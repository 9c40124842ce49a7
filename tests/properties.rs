//! Property tests for baking, lookup, camera smoothing and judgment

use glam::Vec2;
use proptest::prelude::*;

use sonir::judge::RhythmJudge;
use sonir::sim::{TimelineIndex, bake};
use sonir::tuning::{BakeParams, JudgeWindows, ScoringTable};
use sonir::viewport::smooth_camera;

/// Strictly increasing onsets built from positive gaps
fn onsets() -> impl Strategy<Value = Vec<f64>> {
    (0.0f64..3.0, prop::collection::vec(0.01f64..2.0, 0..40)).prop_map(|(start, gaps)| {
        gaps.iter()
            .scan(start, |t, gap| {
                let now = *t;
                *t += gap;
                Some(now)
            })
            .collect()
    })
}

proptest! {
    #[test]
    fn bake_is_deterministic(onsets in onsets(), seed in any::<u64>()) {
        let params = BakeParams::default();
        let a = bake(&onsets, &params, seed).unwrap();
        let b = bake(&onsets, &params, seed).unwrap();
        prop_assert_eq!(a, b);
    }

    #[test]
    fn trajectory_is_continuous(onsets in onsets(), seed in any::<u64>()) {
        let timeline = bake(&onsets, &BakeParams::default(), seed).unwrap();
        if let Some(first) = timeline.segments().first() {
            prop_assert_eq!(first.p0, Vec2::ZERO);
        }
        for pair in timeline.segments().windows(2) {
            prop_assert_eq!(pair[0].p1, pair[1].p0);
            prop_assert_eq!(pair[0].t1, pair[1].t0);
        }
    }

    #[test]
    fn anchored_onsets_increase(onsets in onsets(), seed in any::<u64>()) {
        let timeline = bake(&onsets, &BakeParams::default(), seed).unwrap();
        if onsets.is_empty() {
            prop_assert!(timeline.is_empty());
        } else {
            prop_assert_eq!(timeline.onsets()[0], 0.0);
            prop_assert_eq!(timeline.len() + 1, timeline.onsets().len());
            prop_assert!(timeline.onsets().windows(2).all(|w| w[0] < w[1]));
            prop_assert!(timeline.segments().iter().all(|s| s.t0 < s.t1));
        }
    }

    #[test]
    fn walls_are_centered_on_hits(onsets in onsets(), seed in any::<u64>()) {
        let params = BakeParams::default();
        let timeline = bake(&onsets, &params, seed).unwrap();
        for seg in timeline.segments() {
            let mid = (seg.w1 + seg.w2) * 0.5;
            prop_assert!(mid.distance(seg.p1) < 0.05);
            let half = seg.w1.distance(seg.p1);
            prop_assert!((half - params.wall_half_length).abs() < 0.05);
        }
    }

    #[test]
    fn index_finds_the_playing_segment(onsets in onsets(), seed in any::<u64>(), frac in 0.0f64..1.2) {
        let timeline = bake(&onsets, &BakeParams::default(), seed).unwrap();
        let time = timeline.duration() * frac;
        match timeline.index().active_segment(time) {
            Some(i) => {
                let seg = timeline.segment(i).unwrap();
                prop_assert!(seg.t0 <= time && time < seg.t1);
            }
            None => prop_assert!(timeline.len() == 0 || time >= timeline.duration()),
        }
    }

    #[test]
    fn neighbors_bracket_the_query(onsets in onsets(), time in -1.0f64..90.0) {
        let index = TimelineIndex::new(&onsets);
        let (after, before) = index.neighbors(time);
        if let Some(a) = after {
            prop_assert!(onsets[a] >= time);
        }
        if let Some(b) = before {
            prop_assert!(onsets[b] < time);
        }
    }

    #[test]
    fn camera_converges(
        sx in -5000.0f32..5000.0,
        sy in -5000.0f32..5000.0,
        tx in -5000.0f32..5000.0,
        ty in -5000.0f32..5000.0,
    ) {
        let target = Vec2::new(tx, ty);
        let mut camera = Vec2::new(sx, sy);
        let mut gap = camera.distance(target);
        for _ in 0..300 {
            let before = target - camera;
            camera = smooth_camera(camera, target, 0.08);
            let after = target - camera;
            // Each axis closes in without crossing the target
            prop_assert!(after.x * before.x >= 0.0 && after.x.abs() <= before.x.abs());
            prop_assert!(after.y * before.y >= 0.0 && after.y.abs() <= before.y.abs());

            let next = camera.distance(target);
            prop_assert!(next <= gap);
            if gap > 0.1 {
                prop_assert!(next < gap, "stalled at gap {}", gap);
            }
            gap = next;
        }
        prop_assert!(gap < 0.05);
    }

    #[test]
    fn every_onset_is_resolved_exactly_once(
        onsets in onsets(),
        taps in prop::collection::vec(0.0f64..90.0, 0..30),
    ) {
        let judge = RhythmJudge::new(JudgeWindows::default(), ScoringTable::default(), false);
        let mut state = judge.new_state(&onsets);
        let mut taps = taps;
        taps.sort_by(f64::total_cmp);

        let bad = JudgeWindows::default().bad;
        let mut hits = 0u32;
        for tap in taps {
            judge.sweep_misses(&mut state, &onsets, tap);
            for (i, onset) in onsets.iter().enumerate() {
                if onset + bad < tap {
                    prop_assert!(state.is_resolved(i), "onset {} left open at {}", onset, tap);
                }
            }
            if matches!(judge.judge_hit(&mut state, &onsets, tap), sonir::judge::Outcome::Hit { .. }) {
                hits += 1;
            }
        }
        judge.sweep_misses(&mut state, &onsets, 1000.0);

        prop_assert_eq!(state.resolved_count(), onsets.len());
        prop_assert_eq!(state.tally.miss + hits, onsets.len() as u32);
        prop_assert_eq!(state.cursor(), onsets.len());
        prop_assert!(state.board.health >= 0.0 && state.board.health <= state.board.max_health);
    }
}
//! Gameplay modifiers
//!
//! Each modifier is independent. Timers run on session play time, not
//! wall-clock time.

use rand::Rng;
use rand::seq::IndexedRandom;
use serde::{Deserialize, Serialize};

use crate::tuning::ModifierTuning;

/// Enabled modifiers
#[derive(Debug, Clone, Copy, Default, PartialEq, Eq, Serialize, Deserialize)]
#[serde(default)]
pub struct Modifiers {
    /// Periodically reassign tracks to lanes
    pub shuffle: bool,
    /// Only one rotating track accepts input
    pub focus: bool,
    /// Any penalty empties health
    pub sudden_death: bool,
}

impl Modifiers {
    /// Parse a list like `["chaos", "focus", "death"]`; unknown names are returned
    pub fn parse<'a, I>(names: I) -> (Self, Vec<&'a str>)
    where
        I: IntoIterator<Item = &'a str>,
    {
        let mut mods = Self::default();
        let mut unknown = Vec::new();
        for name in names {
            match name.to_lowercase().as_str() {
                "chaos" | "shuffle" => mods.shuffle = true,
                "focus" => mods.focus = true,
                "death" | "sudden-death" | "sudden_death" => mods.sudden_death = true,
                _ => unknown.push(name),
            }
        }
        (mods, unknown)
    }
}

/// What changed during a modifier update
#[derive(Debug, Clone, Copy, Default, PartialEq, Eq)]
pub struct ModifierEvents {
    pub shuffle: bool,
    pub focus_switched: bool,
}

/// Modifier timers and the focused track
#[derive(Debug, Clone)]
pub struct ModifierState {
    mods: Modifiers,
    tuning: ModifierTuning,
    track_count: usize,
    next_shuffle: f64,
    focus: Option<usize>,
    focus_until: f64,
}

impl ModifierState {
    pub fn new<R: Rng + ?Sized>(
        mods: Modifiers,
        tuning: ModifierTuning,
        track_count: usize,
        rng: &mut R,
    ) -> Self {
        let mut state = Self {
            mods,
            tuning,
            track_count,
            next_shuffle: 0.0,
            focus: None,
            focus_until: 0.0,
        };
        state.restart(rng);
        state
    }

    /// Rewind timers to play time zero
    pub fn restart<R: Rng + ?Sized>(&mut self, rng: &mut R) {
        self.next_shuffle = self.tuning.first_shuffle_delay;
        self.focus = None;
        self.focus_until = 0.0;
        if self.mods.focus && self.track_count > 0 {
            self.focus = Some(rng.random_range(0..self.track_count));
            self.focus_until = self.tuning.focus_duration;
        }
    }

    pub fn modifiers(&self) -> Modifiers {
        self.mods
    }

    pub fn focus(&self) -> Option<usize> {
        self.focus
    }

    /// Whether input for `track` counts right now
    pub fn accepts(&self, track: usize) -> bool {
        self.focus.is_none_or(|f| f == track)
    }

    /// Seconds until the next shuffle
    pub fn shuffle_in(&self, now: f64) -> Option<f64> {
        self.mods.shuffle.then(|| (self.next_shuffle - now).max(0.0))
    }

    /// Seconds left on the current focus
    pub fn focus_remaining(&self, now: f64) -> Option<f64> {
        self.focus.map(|_| (self.focus_until - now).max(0.0))
    }

    /// Advance timers to `now`
    pub fn update<R: Rng + ?Sized>(&mut self, now: f64, rng: &mut R) -> ModifierEvents {
        let mut events = ModifierEvents::default();

        if self.mods.shuffle && now > self.next_shuffle {
            events.shuffle = true;
            self.next_shuffle = now + self.tuning.shuffle_interval;
        }

        if let Some(current) = self.focus
            && now > self.focus_until
        {
            let options: Vec<usize> = (0..self.track_count).filter(|&t| t != current).collect();
            if let Some(&next) = options.choose(rng) {
                self.focus = Some(next);
            }
            self.focus_until = now + self.tuning.focus_duration;
            events.focus_switched = true;
        }

        events
    }
}
//! Error types
//!
//! Only construction can fail. Per-frame playback and judgment are total.

use thiserror::Error;

/// Input-contract violations detected before baking a trajectory
#[derive(Error, Debug, Clone, PartialEq)]
pub enum BakeError {
    #[error("onset {index} is not finite ({value})")]
    NonFiniteOnset { index: usize, value: f64 },

    #[error("onset {index} is negative ({value})")]
    NegativeOnset { index: usize, value: f64 },

    #[error("onsets are not in order at {index}: {prev} followed by {next}")]
    Unordered { index: usize, prev: f64, next: f64 },

    #[error("speed must be finite and positive, got {0}")]
    InvalidSpeed(f32),

    #[error("wall half-length must be finite and positive, got {0}")]
    InvalidWallLength(f32),

    #[error("turn range must satisfy 0 <= min <= max <= 180 degrees, got {min}..{max}")]
    InvalidTurnRange { min: f64, max: f64 },
}

/// Failures while assembling a stage or game session
#[derive(Error, Debug)]
pub enum SessionError {
    #[error("track '{0}' appears more than once")]
    DuplicateTrack(String),

    #[error("a session needs at least one track")]
    NoTracks,

    #[error(transparent)]
    Config(#[from] ConfigError),

    #[error("failed to bake track '{track}': {source}")]
    Bake {
        track: String,
        #[source]
        source: BakeError,
    },
}

/// Settings or tuning could not be parsed or hold unusable values
#[derive(Error, Debug)]
pub enum ConfigError {
    #[error("invalid configuration JSON: {0}")]
    Json(#[from] serde_json::Error),

    #[error("invalid tuning value for {field}: {reason}")]
    Invalid { field: &'static str, reason: String },
}

/// A track source could not produce tracks
#[derive(Error, Debug, Clone, PartialEq, Eq)]
pub enum SourceError {
    #[error("mode '{mode}' has no track named '{name}'")]
    UnknownTrack { mode: &'static str, name: String },

    #[error("source produced no tracks")]
    Empty,
}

- Instructions to follow -
Look through the data above. Each line containing the word "ModifierEvents" needs to be copied.

- Your solution -
pub struct ModifierEvents {
    pub fn update<R: Rng + ?Sized>(&mut self, now: f64, rng: &mut R) -> ModifierEvents {
        let mut events = ModifierEvents::default();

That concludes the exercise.